The emergence of IC as the dominant value creator changes all of this. IC means per definition proprietary knowledge, i. e. knowledge not readily available on the market for everyone. Hence, a competitor cannot easily copy the product or the internal production and marketing processes, and the producer can have a captive market for his unique product and obtain a good price for a while. This grace period is dependent on how quickly the knowledge leaks out. Knowledge embedded in the product leaks more quickly than knowledge in internal procedures. So-called tacit or informal knowledge leaks more slowly than knowledge that easily can be communicated in writing or over distances. Some knowledge is clearly non-rival, that is, possible to implement many times and in many places simultaneously with no or very low costs, other kinds of knowledge is very rival because it is embedded in for example company culture, tacit know-how, experience, unique personalities, customer and supplier relations, brands, networks etc.

With all these heterogeneous properties of IC, it is clear that IC management is highly demanding, but also very rewarding, and that it is going to be much more difficult to model and predict firm behaviour than in the old world with fairly homogenous factors.

But in the market, adjustment will take place whether actors or observers understand it or not. We can only begin to compare empirical and theoretical observations, but some mainlines do emerge.

When you have a product where a significant part of its utility is non-rival knowledge (typically software or hi-tech equipment), you will want to maximize profits by selling it in as large volumes as possible until it leaks out to competitors. This requires a worldwide production and marketing organisation with excellent internal communication that enables efficient dispersion and implementation. This will give you good profits that can be reinvested in developing the next generation product or new products that can allow you to remain ahead and continue the cycle. It also requires a highly creative and adaptive organisation with good leadership functions.

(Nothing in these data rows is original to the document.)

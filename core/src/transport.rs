//! Authenticated form POST transport.
//!
//! # Design
//! `Transport` is immutable after construction and can be cloned or shared
//! between threads; every call builds its own request. The exchange is split
//! the same way as the executor seam: `build_request` and `parse_response`
//! are pure, `send` wires them around an `HttpExecutor` with retry.

use std::fmt;
use std::sync::Arc;

use serde::Serialize;
use serde_json::Value;

use crate::config::ClientConfig;
use crate::envelope::JsonObject;
use crate::error::{CufError, Result};
use crate::form;
use crate::http::{HttpExecutor, HttpRequest, HttpResponse, UreqExecutor};
use crate::retry::{retry_with_backoff, RetryPolicy};

const FORM_CONTENT_TYPE: &str = "application/x-www-form-urlencoded";
const USER_AGENT: &str = concat!("cufinder-rust/", env!("CARGO_PKG_VERSION"));

/// Shared handle for sending requests to the CUFinder API.
#[derive(Clone)]
pub struct Transport {
    api_key: String,
    base_url: String,
    retry: RetryPolicy,
    executor: Arc<dyn HttpExecutor>,
}

impl Transport {
    /// Transport backed by a `ureq` agent using the configured timeout.
    pub fn new(config: &ClientConfig) -> Self {
        Self::with_executor(config, Arc::new(UreqExecutor::new(config.timeout)))
    }

    /// Transport that delegates the HTTP exchange to `executor`.
    pub fn with_executor(config: &ClientConfig, executor: Arc<dyn HttpExecutor>) -> Self {
        Self {
            api_key: config.api_key.clone(),
            base_url: config.base_url.trim_end_matches('/').to_string(),
            retry: RetryPolicy::with_max_retries(config.max_retries),
            executor,
        }
    }

    /// Replace the retry policy derived from `max_retries`.
    pub fn with_retry_policy(mut self, retry: RetryPolicy) -> Self {
        self.retry = retry;
        self
    }

    pub fn base_url(&self) -> &str {
        &self.base_url
    }

    pub fn retry_policy(&self) -> &RetryPolicy {
        &self.retry
    }

    /// Encode `params` into a form POST for `path`.
    pub fn build_request<P: Serialize + ?Sized>(&self, path: &str, params: &P) -> Result<HttpRequest> {
        let form = form::encode(params)?;
        tracing::debug!(path, fields = form.len(), "encoded form");
        let body = form.to_query_string();

        let url = format!("{}{}", self.base_url, path);
        url::Url::parse(&url).map_err(|err| CufError::RequestBuild(format!("{url}: {err}")))?;

        Ok(HttpRequest {
            url,
            headers: vec![
                ("content-type".to_string(), FORM_CONTENT_TYPE.to_string()),
                ("accept".to_string(), "application/json".to_string()),
                ("x-api-key".to_string(), self.api_key.clone()),
                ("user-agent".to_string(), USER_AGENT.to_string()),
            ],
            body,
        })
    }

    /// POST `params` to `path` and return the decoded JSON object.
    ///
    /// With the default configuration this is a single attempt. 5xx responses
    /// are repeated only when a retry policy with `max_retries > 0` was set;
    /// everything else is returned on the first occurrence.
    pub fn send<P: Serialize + ?Sized>(&self, path: &str, params: &P) -> Result<JsonObject> {
        let request = self.build_request(path, params)?;
        tracing::debug!(path, body_len = request.body.len(), "sending request");

        retry_with_backoff(&self.retry, || {
            let response = self.executor.execute(&request)?;
            tracing::debug!(path, status = response.status, "received response");
            parse_response(response)
        })
    }
}

impl fmt::Debug for Transport {
    fn fmt(&self, f: &mut fmt::Formatter<'_>) -> fmt::Result {
        f.debug_struct("Transport")
            .field("api_key", &"[REDACTED]")
            .field("base_url", &self.base_url)
            .field("retry", &self.retry)
            .finish_non_exhaustive()
    }
}

/// Interpret a response: status >= 400 is an `Api` error carrying the body
/// verbatim, anything else must be a JSON object.
pub fn parse_response(response: HttpResponse) -> Result<JsonObject> {
    if response.status >= 400 {
        return Err(CufError::Api {
            status: response.status,
            body: response.body,
        });
    }
    match serde_json::from_str::<Value>(&response.body)? {
        Value::Object(object) => Ok(object),
        other => Err(CufError::Decode(serde::de::Error::custom(format!(
            "expected a JSON object, got {}",
            json_kind(&other)
        )))),
    }
}

fn json_kind(value: &Value) -> &'static str {
    match value {
        Value::Null => "null",
        Value::Bool(_) => "a boolean",
        Value::Number(_) => "a number",
        Value::String(_) => "a string",
        Value::Array(_) => "an array",
        Value::Object(_) => "an object",
    }
}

Hence, it is becoming less interesting to look outwards for markets where somebody seems to make high profits, and more important to look inwards to where you have your own core competence. This is where you must focus your resources.

It looks like an ideal situation is to have unique non-rival products that are developed and marketed by a large, but highly specialized organisation based on rival knowledge. This is, of course, an accurate description of Microsoft and other successful ICT companies, something you know all about.

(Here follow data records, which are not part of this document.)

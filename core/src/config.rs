//! Client configuration.

use std::fmt;
use std::time::Duration;

use crate::error::{CufError, Result};

pub const DEFAULT_BASE_URL: &str = "https://api.cufinder.io/v2";
pub const DEFAULT_TIMEOUT: Duration = Duration::from_secs(30);
pub const DEFAULT_MAX_RETRIES: u32 = 0;

/// Settings for one transport. Several configurations with different keys
/// or timeouts may be used side by side.
#[derive(Clone, PartialEq, Eq)]
pub struct ClientConfig {
    pub api_key: String,
    pub base_url: String,
    pub timeout: Duration,
    /// Attempts after the first one for 5xx responses. Calls consume credits,
    /// so the default is a single attempt.
    pub max_retries: u32,
}

impl ClientConfig {
    pub fn new(api_key: impl Into<String>) -> Self {
        Self {
            api_key: api_key.into(),
            base_url: DEFAULT_BASE_URL.to_string(),
            timeout: DEFAULT_TIMEOUT,
            max_retries: DEFAULT_MAX_RETRIES,
        }
    }

    pub fn with_base_url(mut self, base_url: impl Into<String>) -> Self {
        self.base_url = base_url.into();
        self
    }

    pub fn with_timeout(mut self, timeout: Duration) -> Self {
        self.timeout = timeout;
        self
    }

    pub fn with_max_retries(mut self, max_retries: u32) -> Self {
        self.max_retries = max_retries;
        self
    }

    /// Load from `CUFINDER_API_KEY` (required), `CUFINDER_BASE_URL`,
    /// `CUFINDER_TIMEOUT_SECS` and `CUFINDER_MAX_RETRIES`.
    pub fn from_env() -> Result<Self> {
        Self::from_lookup(|name| std::env::var(name).ok())
    }

    fn from_lookup(lookup: impl Fn(&str) -> Option<String>) -> Result<Self> {
        let api_key = lookup("CUFINDER_API_KEY")
            .filter(|key| !key.trim().is_empty())
            .ok_or_else(|| CufError::Config("CUFINDER_API_KEY is required".to_string()))?;
        let mut config = Self::new(api_key);

        if let Some(base_url) = lookup("CUFINDER_BASE_URL").filter(|s| !s.trim().is_empty()) {
            if !base_url.starts_with("http://") && !base_url.starts_with("https://") {
                return Err(CufError::Config(
                    "CUFINDER_BASE_URL must start with http:// or https://".to_string(),
                ));
            }
            config.base_url = base_url;
        }
        if let Some(raw) = lookup("CUFINDER_TIMEOUT_SECS") {
            let secs: u64 = raw.trim().parse().map_err(|_| {
                CufError::Config(format!("CUFINDER_TIMEOUT_SECS must be a number, got {raw:?}"))
            })?;
            config.timeout = Duration::from_secs(secs);
        }
        if let Some(raw) = lookup("CUFINDER_MAX_RETRIES") {
            config.max_retries = raw.trim().parse().map_err(|_| {
                CufError::Config(format!("CUFINDER_MAX_RETRIES must be a number, got {raw:?}"))
            })?;
        }

        tracing::debug!(
            base_url = %config.base_url,
            timeout_secs = config.timeout.as_secs(),
            max_retries = config.max_retries,
            "configuration loaded"
        );
        Ok(config)
    }
}

impl fmt::Debug for ClientConfig {
    fn fmt(&self, f: &mut fmt::Formatter<'_>) -> fmt::Result {
        f.debug_struct("ClientConfig")
            .field("api_key", &"[REDACTED]")
            .field("base_url", &self.base_url)
            .field("timeout", &self.timeout)
            .field("max_retries", &self.max_retries)
            .finish()
    }
}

It is, however, also typical for the best oil companies and many advanced companies within the supply industry, after restructuring through the last decade. The mantra among major oil companies has been mergers and outsourcing, creating organisations larger in volume and geography, but narrower in product lines. They have core competence as what we could call orchestra leaders. This includes choosing and guiding suppliers and R&D institutions, managing financing and risk, understanding political and social conditions in host countries, selecting projects, project leadership etc. Such competence is based on extensive experience in time and space, intensive networking and so on, and hence very hard to copy for outsiders. Maintaining it requires development and implementation of advanced information and communication systems.

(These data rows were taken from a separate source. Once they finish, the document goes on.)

// Licensed under the Apache License, Version 2.0 <LICENSE-APACHE or
// http://www.apache.org/licenses/LICENSE-2.0> or the MIT license
// <LICENSE-MIT or http://opensource.org/licenses/MIT>, at your
// option. This file may not be copied, modified, or distributed
// except according to those terms.

//! # Database Management
//!
//! SQLite storage for training plans. Each plan is one row; the workout
//! list and the weekday set are stored as JSON columns, dates as ISO-8601
//! text and timestamps as RFC 3339.

use crate::models::{PlannedWorkout, TrainingPlan, Weekday};
use crate::services::store::PlanStore;
use anyhow::{bail, Context, Result};
use async_trait::async_trait;
use chrono::{DateTime, NaiveDate, Utc};
use serde::{de::DeserializeOwned, Serialize};
use sqlx::{sqlite::SqliteRow, Pool, Row, Sqlite, SqlitePool};
use std::collections::BTreeSet;
use std::time::Instant;
use tracing::debug;
use uuid::Uuid;

/// Plan store backed by a SQLite pool
#[derive(Clone)]
pub struct Database {
    pool: Pool<Sqlite>,
}

impl Database {
    /// Create a new database connection
    pub async fn new(database_url: &str) -> Result<Self> {
        // Create the database file if it doesn't exist
        let connection_options = if database_url.starts_with("sqlite:") && !database_url.contains('?') {
            format!("{database_url}?mode=rwc")
        } else {
            database_url.to_string()
        };

        let pool = SqlitePool::connect(&connection_options)
            .await
            .with_context(|| format!("Failed to connect to {database_url}"))?;

        let db = Self { pool };
        db.migrate().await?;

        Ok(db)
    }

    /// Run database migrations
    pub async fn migrate(&self) -> Result<()> {
        sqlx::query(
            r#"
            CREATE TABLE IF NOT EXISTS training_plans (
                id TEXT PRIMARY KEY,
                user_id TEXT NOT NULL,
                name TEXT NOT NULL,
                goal TEXT NOT NULL,
                start_date TEXT NOT NULL,
                end_date TEXT NOT NULL,
                fitness_level TEXT NOT NULL,
                workout_days TEXT NOT NULL,
                preferred_time TEXT NOT NULL,
                workouts TEXT NOT NULL,
                current_5k_time REAL,
                target_race_distance REAL,
                target_race_time REAL,
                created_at TEXT NOT NULL,
                updated_at TEXT NOT NULL
            )
            "#,
        )
        .execute(&self.pool)
        .await?;

        sqlx::query("CREATE INDEX IF NOT EXISTS idx_training_plans_user ON training_plans(user_id)")
            .execute(&self.pool)
            .await?;

        Ok(())
    }

    fn row_to_plan(row: &SqliteRow) -> Result<TrainingPlan> {
        let id_str: String = row.try_get("id")?;
        let id = Uuid::parse_str(&id_str)?;

        let start_date: String = row.try_get("start_date")?;
        let end_date: String = row.try_get("end_date")?;

        let workout_days: String = row.try_get("workout_days")?;
        let workout_days: BTreeSet<Weekday> =
            serde_json::from_str(&workout_days).context("Corrupt workout_days column")?;

        let workouts: String = row.try_get("workouts")?;
        let workouts: Vec<PlannedWorkout> =
            serde_json::from_str(&workouts).context("Corrupt workouts column")?;

        let created_at: String = row.try_get("created_at")?;
        let updated_at: String = row.try_get("updated_at")?;

        Ok(TrainingPlan {
            id,
            user_id: row.try_get("user_id")?,
            name: row.try_get("name")?,
            goal: enum_from_text(&row.try_get::<String, _>("goal")?)?,
            start_date: NaiveDate::parse_from_str(&start_date, "%Y-%m-%d")?,
            end_date: NaiveDate::parse_from_str(&end_date, "%Y-%m-%d")?,
            fitness_level: enum_from_text(&row.try_get::<String, _>("fitness_level")?)?,
            workout_days,
            preferred_time: enum_from_text(&row.try_get::<String, _>("preferred_time")?)?,
            workouts,
            current_5k_time: row.try_get("current_5k_time")?,
            target_race_distance: row.try_get("target_race_distance")?,
            target_race_time: row.try_get("target_race_time")?,
            created_at: DateTime::parse_from_rfc3339(&created_at)?.with_timezone(&Utc),
            updated_at: DateTime::parse_from_rfc3339(&updated_at)?.with_timezone(&Utc),
        })
    }
}

#[async_trait]
impl PlanStore for Database {
    async fn save_plan(&self, plan: &TrainingPlan) -> Result<()> {
        let started = Instant::now();
        let result = sqlx::query(
            r#"
            INSERT INTO training_plans (
                id, user_id, name, goal, start_date, end_date, fitness_level, workout_days,
                preferred_time, workouts, current_5k_time, target_race_distance, target_race_time,
                created_at, updated_at
            )
            VALUES (?1, ?2, ?3, ?4, ?5, ?6, ?7, ?8, ?9, ?10, ?11, ?12, ?13, ?14, ?15)
            ON CONFLICT(id) DO UPDATE SET
                name = excluded.name,
                workouts = excluded.workouts,
                updated_at = excluded.updated_at
            WHERE training_plans.user_id = excluded.user_id
            "#,
        )
        .bind(plan.id.to_string())
        .bind(&plan.user_id)
        .bind(&plan.name)
        .bind(enum_to_text(&plan.goal)?)
        .bind(plan.start_date.format("%Y-%m-%d").to_string())
        .bind(plan.end_date.format("%Y-%m-%d").to_string())
        .bind(enum_to_text(&plan.fitness_level)?)
        .bind(serde_json::to_string(&plan.workout_days)?)
        .bind(enum_to_text(&plan.preferred_time)?)
        .bind(serde_json::to_string(&plan.workouts)?)
        .bind(plan.current_5k_time)
        .bind(plan.target_race_distance)
        .bind(plan.target_race_time)
        .bind(plan.created_at.to_rfc3339())
        .bind(plan.updated_at.to_rfc3339())
        .execute(&self.pool)
        .await?;

        if result.rows_affected() == 0 {
            bail!("plan {} belongs to another user", plan.id);
        }

        debug!(
            db.operation = "insert",
            db.table = "training_plans",
            db.duration_ms = %started.elapsed().as_millis(),
            "Database operation"
        );
        Ok(())
    }

    async fn get_plan(&self, plan_id: Uuid, user_id: &str) -> Result<Option<TrainingPlan>> {
        let row = sqlx::query("SELECT * FROM training_plans WHERE id = ?1 AND user_id = ?2")
            .bind(plan_id.to_string())
            .bind(user_id)
            .fetch_optional(&self.pool)
            .await?;

        match row {
            Some(row) => Ok(Some(Self::row_to_plan(&row)?)),
            None => Ok(None),
        }
    }

    async fn list_plans(&self, user_id: &str) -> Result<Vec<TrainingPlan>> {
        let rows = sqlx::query(
            "SELECT * FROM training_plans WHERE user_id = ?1 ORDER BY start_date, created_at",
        )
        .bind(user_id)
        .fetch_all(&self.pool)
        .await?;

        rows.iter().map(Self::row_to_plan).collect()
    }

    async fn replace_plan(&self, plan: &TrainingPlan) -> Result<bool> {
        let result = sqlx::query(
            r#"
            UPDATE training_plans
            SET name = ?1, workouts = ?2, updated_at = ?3
            WHERE id = ?4 AND user_id = ?5
            "#,
        )
        .bind(&plan.name)
        .bind(serde_json::to_string(&plan.workouts)?)
        .bind(plan.updated_at.to_rfc3339())
        .bind(plan.id.to_string())
        .bind(&plan.user_id)
        .execute(&self.pool)
        .await?;

        Ok(result.rows_affected() > 0)
    }

    async fn delete_plan(&self, plan_id: Uuid, user_id: &str) -> Result<bool> {
        let result = sqlx::query("DELETE FROM training_plans WHERE id = ?1 AND user_id = ?2")
            .bind(plan_id.to_string())
            .bind(user_id)
            .execute(&self.pool)
            .await?;

        Ok(result.rows_affected() > 0)
    }
}

/// Unit enums are stored as their serde string form
fn enum_to_text<T: Serialize>(value: &T) -> Result<String> {
    match serde_json::to_value(value)? {
        serde_json::Value::String(text) => Ok(text),
        other => Err(anyhow::anyhow!("Expected a string variant, got {other}")),
    }
}

fn enum_from_text<T: DeserializeOwned>(text: &str) -> Result<T> {
    serde_json::from_value(serde_json::Value::String(text.to_string()))
        .with_context(|| format!("Unknown stored value '{text}'"))
}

Many will say that the merger process was driven by other factors, such as acquisition of resources by financially strong companies in a period where many independents suffered under low oil prices. This may be so, but it certainly didn't hurt that the combined merger and outsourcing processes also represented a powerful adjustment to the knowledge economy.

There is also specialization among oil companies. Most majors, many independents and some niche companies retain exploration as a main activity and hence geo-disciplines as core competence. Interpretation of seismic data and other tools for discovering resource potential are disciplines fitting very well to the profit opportunities of the knowledge economy. This competence is strongly embedded in groups of humans with experience, specialized knowledge, creativity and imagination, making each company's geo-culture unique and protected by the dependence on a lot of tacit knowledge.

This is also the area where we can see the most spectacular applications of information and communication technology, such as when geologists located at opposite ends of the world walk together ”exploring” in a virtual underground reality. Using such tools, the rival IC embedded in the company's combined geo-brains creates a product - finding oil and gas - that is non-rival in space and low-rival in time, but still not part of the sold product that would make it exposed to copying. And the orchestration part has many similar properties.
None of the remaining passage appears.